These ‘ears’, I loved them since, not being at home, I could mess them up: I was always snuggled there in my wet swimsuit, my damp hair resting against an ‘ear’ whilst I wiped my hands on the sausage-shaped armrests. Redesigning such an armchair is a difficult undertaking: I had to work with this typology without nostalgia, seeing past its common association with convalescents or the retired.
What I wanted was a version of opposing volumes: light, structured and soft. The armchair’s very construction defined first its lines and then the remainder of the collection: a two-seat settee and a footstool.”
Beau fixe is the simple assembly of two complementary pieces: a metal structure and a quilt. The structure functions like a giant clamp which holds the one-piece quilt in the jaws formed from the main uprights. These jaws segment it and fold it into rectangular panels which form the armrests, seat, back and ‘ears’.
A structure is often designed to support a mattress or cushions and then disappears beneath a cover. On the Beau fixe armchair or settee, it remains visible from bottom to top since it holds in place the quilt, the seat, from the seat to the headrest, and this great vice which unites metal and fabric is what characterizes the collection.

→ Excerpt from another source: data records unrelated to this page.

//! Persisted session records.
//!
//! A `Session` is the registry's view of one named process: who it is, where
//! its log lives, and the last status anyone observed. The status is a hint;
//! liveness is always re-derived with a [`LivenessProbe`](crate::liveness::LivenessProbe).

use serde::{Deserialize, Serialize};
use std::path::PathBuf;
use std::time::{SystemTime, UNIX_EPOCH};

/// Last-known lifecycle state of a session's process.
#[derive(Debug, Clone, Copy, PartialEq, Eq, Serialize, Deserialize)]
#[serde(rename_all = "lowercase")]
pub enum SessionStatus {
    Running,
    Exited,
    Killed,
    Unknown,
}

impl SessionStatus {
    pub fn as_str(&self) -> &'static str {
        match self {
            SessionStatus::Running => "running",
            SessionStatus::Exited => "exited",
            SessionStatus::Killed => "killed",
            SessionStatus::Unknown => "unknown",
        }
    }
}

impl std::fmt::Display for SessionStatus {
    fn fmt(&self, f: &mut std::fmt::Formatter<'_>) -> std::fmt::Result {
        f.write_str(self.as_str())
    }
}

/// How the process's standard streams are attached.
#[derive(Debug, Clone, Copy, Default, PartialEq, Eq, Serialize, Deserialize)]
#[serde(rename_all = "lowercase")]
pub enum SpawnMode {
    /// Pseudo-terminal: raw keystrokes and native resize.
    #[default]
    Pty,
    /// Plain pipes: line-oriented input, resize is logical only.
    Pipes,
}

/// A registry entry.
#[derive(Debug, Clone, PartialEq, Serialize, Deserialize)]
#[serde(rename_all = "camelCase")]
pub struct Session {
    /// Unique id (the remote API's `ptyID`).
    pub id: String,
    /// Human-chosen name. Not unique; the most recent entry wins.
    pub name: String,
    /// Logical group (the remote API's `sid`).
    #[serde(default = "default_group")]
    pub group: String,
    pub pid: u32,
    pub command: Vec<String>,
    pub log_file_path: PathBuf,
    /// Unix milliseconds.
    pub created_at: u64,
    /// Unix milliseconds, bumped on output and input.
    pub last_activity: u64,
    pub status: SessionStatus,
    #[serde(default, skip_serializing_if = "Option::is_none")]
    pub exit_code: Option<i32>,
    #[serde(default = "default_cols")]
    pub cols: u16,
    #[serde(default = "default_rows")]
    pub rows: u16,
    #[serde(default)]
    pub mode: SpawnMode,
}

/// A session annotated with liveness computed at read time.
#[derive(Debug, Clone, PartialEq, Serialize, Deserialize)]
#[serde(rename_all = "camelCase")]
pub struct SessionEntry {
    #[serde(flatten)]
    pub session: Session,
    pub alive: bool,
}

impl Session {
    /// Display form of the command line.
    pub fn command_line(&self) -> String {
        self.command.join(" ")
    }

    /// Milliseconds since the last recorded activity.
    pub fn idle_ms(&self, now_ms: u64) -> u64 {
        now_ms.saturating_sub(self.last_activity)
    }
}

pub const DEFAULT_GROUP: &str = "default";

fn default_group() -> String {
    DEFAULT_GROUP.to_string()
}

fn default_cols() -> u16 {
    80
}

fn default_rows() -> u16 {
    24
}

/// Current wall clock in unix milliseconds.
pub fn now_ms() -> u64 {
    SystemTime::now()
        .duration_since(UNIX_EPOCH)
        .map(|d| d.as_millis() as u64)
        .unwrap_or(0)
}

/// Generate a random session id (hex-encoded, 8 bytes = 16 hex chars).
pub fn generate_session_id() -> String {
    use rand::Rng;
    let mut rng = rand::thread_rng();
    let bytes: Vec<u8> = (0..8).map(|_| rng.gen()).collect();
    hex::encode(bytes)
}

#[cfg(test)]
mod tests {
    use super::*;

    #[test]
    fn session_json_is_camel_case() {
        let session = Session {
            id: "abc".into(),
            name: "build".into(),
            group: DEFAULT_GROUP.into(),
            pid: 42,
            command: vec!["make".into(), "all".into()],
            log_file_path: PathBuf::from("/tmp/build.abc.log"),
            created_at: 1,
            last_activity: 2,
            status: SessionStatus::Running,
            exit_code: None,
            cols: 80,
            rows: 24,
            mode: SpawnMode::Pty,
        };
        let json = serde_json::to_value(&session).unwrap();
        assert_eq!(json["logFilePath"], "/tmp/build.abc.log");
        assert_eq!(json["lastActivity"], 2);
        assert_eq!(json["status"], "running");
        assert!(json.get("exitCode").is_none());
    }

    #[test]
    fn older_records_fill_defaults() {
        let json = r#"{"id":"x","name":"a","pid":1,"command":["sh"],
            "logFilePath":"/l","createdAt":0,"lastActivity":0,"status":"exited"}"#;
        let session: Session = serde_json::from_str(json).unwrap();
        assert_eq!(session.group, DEFAULT_GROUP);
        assert_eq!((session.cols, session.rows), (80, 24));
        assert_eq!(session.mode, SpawnMode::Pty);
    }

    #[test]
    fn session_ids_are_hex() {
        let id = generate_session_id();
        assert_eq!(id.len(), 16);
        assert!(id.chars().all(|c| c.is_ascii_hexdigit()));
    }
}
//! `linger list`: show sessions of the current group.
//!
//! Asks the server when one is running; otherwise reads the registry file
//! directly and probes liveness locally.

use anyhow::{Context as _, Result};
use linger_core::{now_ms, LivenessProbe, Registry, SessionEntry, SystemProbe};

use super::Context;
use crate::daemon;

pub async fn run(ctx: &Context, json: bool) -> Result<()> {
    let entries = if daemon::is_running(&ctx.client).await {
        ctx.client
            .list(&ctx.group)
            .await
            .context("failed to list sessions")?
    } else {
        list_local(ctx, &SystemProbe).await?
    };

    if json {
        println!("{}", serde_json::to_string_pretty(&entries)?);
    } else {
        print!("{}", render_table(&entries, now_ms()));
    }
    Ok(())
}

async fn list_local(ctx: &Context, probe: &dyn LivenessProbe) -> Result<Vec<SessionEntry>> {
    let registry = Registry::open(ctx.paths.registry_file());
    let sessions = registry
        .load()
        .await
        .with_context(|| format!("failed to read {}", registry.path().display()))?;
    Ok(sessions
        .into_iter()
        .filter(|s| s.group == ctx.group)
        .map(|session| {
            let alive = session.status == linger_core::SessionStatus::Running
                && probe.is_alive(session.pid, &session.command);
            SessionEntry { session, alive }
        })
        .collect())
}

fn render_table(entries: &[SessionEntry], now: u64) -> String {
    if entries.is_empty() {
        return "no sessions\n".to_string();
    }
    let mut rows = vec![[
        "NAME".to_string(),
        "ID".to_string(),
        "PID".to_string(),
        "STATUS".to_string(),
        "IDLE".to_string(),
        "COMMAND".to_string(),
    ]];
    for entry in entries {
        let s = &entry.session;
        let status = match (entry.alive, s.exit_code) {
            (true, _) => "running".to_string(),
            (false, Some(code)) => format!("{} ({code})", s.status),
            (false, None) if s.status == linger_core::SessionStatus::Running => "dead".to_string(),
            (false, None) => s.status.to_string(),
        };
        rows.push([
            s.name.clone(),
            s.id.clone(),
            s.pid.to_string(),
            status,
            format_idle(s.idle_ms(now)),
            s.command_line(),
        ]);
    }

    let mut widths = [0usize; 6];
    for row in &rows {
        for (w, cell) in widths.iter_mut().zip(row.iter()) {
            *w = (*w).max(cell.chars().count());
        }
    }
    let mut out = String::new();
    for row in &rows {
        let mut line = String::new();
        for (i, cell) in row.iter().enumerate() {
            if i + 1 == row.len() {
                line.push_str(cell);
            } else {
                line.push_str(&format!("{cell:<width$}  ", width = widths[i]));
            }
        }
        out.push_str(line.trim_end());
        out.push('\n');
    }
    out
}

fn format_idle(ms: u64) -> String {
    let secs = ms / 1000;
    match secs {
        0..=59 => format!("{secs}s"),
        60..=3599 => format!("{}m", secs / 60),
        3600..=86_399 => format!("{}h", secs / 3600),
        _ => format!("{}d", secs / 86_400),
    }
}

#[cfg(test)]
mod tests {
    use super::*;
    use linger_client::LingerClient;
    use linger_core::{Session, SessionStatus, SpawnMode, StatePaths};
    use tempfile::TempDir;

    struct DeadProbe;

    impl LivenessProbe for DeadProbe {
        fn is_alive(&self, _pid: u32, _command: &[String]) -> bool {
            false
        }
    }

    fn session(id: &str, name: &str, group: &str) -> Session {
        Session {
            id: id.into(),
            name: name.into(),
            group: group.into(),
            pid: 4242,
            command: vec!["echo".into(), "hello".into()],
            log_file_path: format!("/tmp/{name}.log").into(),
            created_at: 1_000,
            last_activity: 1_000,
            status: SessionStatus::Running,
            exit_code: None,
            cols: 80,
            rows: 24,
            mode: SpawnMode::Pty,
        }
    }

    #[test]
    fn idle_formatting() {
        assert_eq!(format_idle(5_000), "5s");
        assert_eq!(format_idle(120_000), "2m");
        assert_eq!(format_idle(7_200_000), "2h");
        assert_eq!(format_idle(172_800_000), "2d");
    }

    #[test]
    fn table_layout() {
        let mut exited = session("b2", "build", "default");
        exited.status = SessionStatus::Exited;
        exited.exit_code = Some(0);
        let entries = vec![
            SessionEntry {
                session: session("a1", "shell", "default"),
                alive: true,
            },
            SessionEntry {
                session: exited,
                alive: false,
            },
        ];
        let table = render_table(&entries, 61_000);
        let lines: Vec<&str> = table.lines().collect();
        assert_eq!(lines.len(), 3);
        assert!(lines[0].starts_with("NAME"));
        assert!(lines[1].contains("running") && lines[1].contains("1m"));
        assert!(lines[2].contains("exited (0)"));
        assert!(lines[2].ends_with("echo hello"));
        assert_eq!(render_table(&[], 0), "no sessions\n");
    }

    #[tokio::test]
    async fn local_listing_filters_group_and_probes() {
        let dir = TempDir::new().unwrap();
        let paths = StatePaths::new(dir.path());
        let registry = Registry::open(paths.registry_file());
        registry.append(session("a1", "shell", "default")).await.unwrap();
        registry.append(session("c1", "other", "elsewhere")).await.unwrap();

        let ctx = Context {
            client: LingerClient::new("http://127.0.0.1:9"),
            paths,
            group: "default".into(),
            auto_start: false,
        };
        let entries = list_local(&ctx, &DeadProbe).await.unwrap();
        assert_eq!(entries.len(), 1);
        assert_eq!(entries[0].session.name, "shell");
        assert!(!entries[0].alive);
    }
}
//! Cross-field validator (spec §4.7). Runs once, after parsing completes,
//! and never hands back a partially-valid [`Config`].

use crate::collaborators::CertKeyStore;
use crate::error::ConfigError;
use crate::model::{Config, Tri};

pub fn validate(mut config: Config, cert_key_store: &dyn CertKeyStore) -> Result<Config, ConfigError> {
    // 1. Merge every per-group domain matcher into the global
    //    proxy_https_relay_domains list, preserving order, if requested.
    if config.proxy_https_relay_domain_merge {
        for (_, matchers) in config.domains.iter_default_last() {
            config
                .proxy_https_relay_domains
                .extend(matchers.iter().cloned());
        }
    }

    // 2. Resolve queued cert-key file references.
    let queued = std::mem::take(&mut config.https_relay_cert_key_files);
    for tokens in &queued {
        let (key, certs) = tokens.split_last().expect("non-empty, checked at parse time");
        let handle = cert_key_store.read_file(certs, key)?;
        config.https_relay_cert_keys.push(handle);
    }
    if config.https_relay_cert_keys.is_empty() && config.auto_sign_cert.is_none() {
        if !config.https_relay_domains.is_empty() {
            return Err(ConfigError::validation(
                "https_relay_domains must be empty without a cert-key or auto-sign cert",
            ));
        }
        if config.direct_relay {
            return Err(ConfigError::validation(
                "direct_relay requires a cert-key or an auto-sign cert",
            ));
        }
        if config.proxy_relay == Tri::On {
            return Err(ConfigError::validation(
                "proxy_relay cannot be explicitly on without a cert-key or an auto-sign cert",
            ));
        }
    }

    // 3. direct_relay == false implies no HTTPS relay configuration at all.
    if !config.direct_relay {
        if !config.https_relay_domains.is_empty() {
            return Err(ConfigError::validation(
                "https_relay_domains must be empty when direct_relay is off",
            ));
        }
        if !config.proxy_https_relay_domains.is_empty() {
            return Err(ConfigError::validation(
                "proxy_https_relay_domains must be empty when direct_relay is off",
            ));
        }
        if config.proxy_https_relay_domain_merge {
            return Err(ConfigError::validation(
                "proxy.https-relay.domain.merge requires direct_relay on",
            ));
        }
    }

    // 4. Every alias used in the per-group matcher mappings must exist in groups.
    for aliases in [
        config.domains.aliases().cloned().collect::<Vec<_>>(),
        config.proxy_resolves.aliases().cloned().collect::<Vec<_>>(),
        config.no_proxy_domains.aliases().cloned().collect::<Vec<_>>(),
    ] {
        for alias in aliases {
            if !config.groups.contains_key(&alias) {
                return Err(ConfigError::validation(format!(
                    "alias '{alias}' is used but no matching group exists"
                )));
            }
        }
    }

    // 5. pac_port requires at least one of socks5_port/http_connect_port.
    if config.pac_port != 0 && config.socks5_port == 0 && config.http_connect_port == 0 {
        return Err(ConfigError::validation(
            "agent.gateway.pac.listen requires socks5 or http-connect to be enabled",
        ));
    }

    // 6. ss_port requires a non-empty password.
    if config.ss_port != 0 && config.ss_password.is_empty() {
        return Err(ConfigError::validation(
            "agent.ss.listen requires agent.ss.password to be set",
        ));
    }

    if config.user.is_empty() || config.pass.is_empty() {
        return Err(ConfigError::validation(
            "proxy.server.auth must be set with a non-empty user and password",
        ));
    }

    for group in config.groups.values() {
        for entry in &group.entries {
            if entry.port == 0 {
                return Err(ConfigError::validation(format!(
                    "server entry {} has an invalid port",
                    entry.raw_id
                )));
            }
        }
    }

    // 7. Scan the auto-sign working directory for <domain>.crt/<domain>.key pairs.
    if let Some(dir) = config.auto_sign_work_dir.clone() {
        let mut pairs: std::collections::HashMap<String, (bool, bool)> =
            std::collections::HashMap::new();
        if let Ok(entries) = std::fs::read_dir(&dir) {
            for entry in entries.flatten() {
                let path = entry.path();
                let Some(stem) = path.file_stem().and_then(|s| s.to_str()) else {
                    continue;
                };
                match path.extension().and_then(|e| e.to_str()) {
                    Some("crt") => pairs.entry(stem.to_string()).or_default().0 = true,
                    Some("key") => pairs.entry(stem.to_string()).or_default().1 = true,
                    _ => {}
                }
            }
        }
        for (domain, (has_crt, has_key)) in pairs {
            if has_crt && has_key {
                let handle = cert_key_store.read_file(
                    &[dir.join(format!("{domain}.crt")).display().to_string()],
                    dir.join(format!("{domain}.key")).to_str().unwrap_or_default(),
                )?;
                config.https_relay_cert_keys.push(handle);
            }
        }
    }

    Ok(config)
}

Of the structure one sees only a trace of matt black metal, which sinks into a soft, puffy mattress divided into symmetrical rectangular bulges, like a spoon in Italian meringue. If the collection reminds one of the seats of cars or aeroplanes, it does so in a simple, airy fashion; the whole thing is held above the ground by slender legs; the seat and high, soft back surrounded by full-length ‘ears’ and high armrests envelop the user in a micro-climate.
To contrast with the calmness of the Beau fixe collection, Inga Sempé wanted to associate a fabric which would bring liveliness and meticulousness. Responding to seating composed of straight lines linked by curves in drops or arcs, the motif is a set of intercalated dots and dashes, sometimes linked, in an irregular rhythm.
From a distance, one believes that it is a weave of thick threads, like a tweed, even though it is simply printed onto cloth. It is not at all figurative, but one could see morse code or braille in it, or even stylized representations of grains on a stalk or trees on a roadway. The detail in the motif enables it to be printed in bright colours which still remain understated.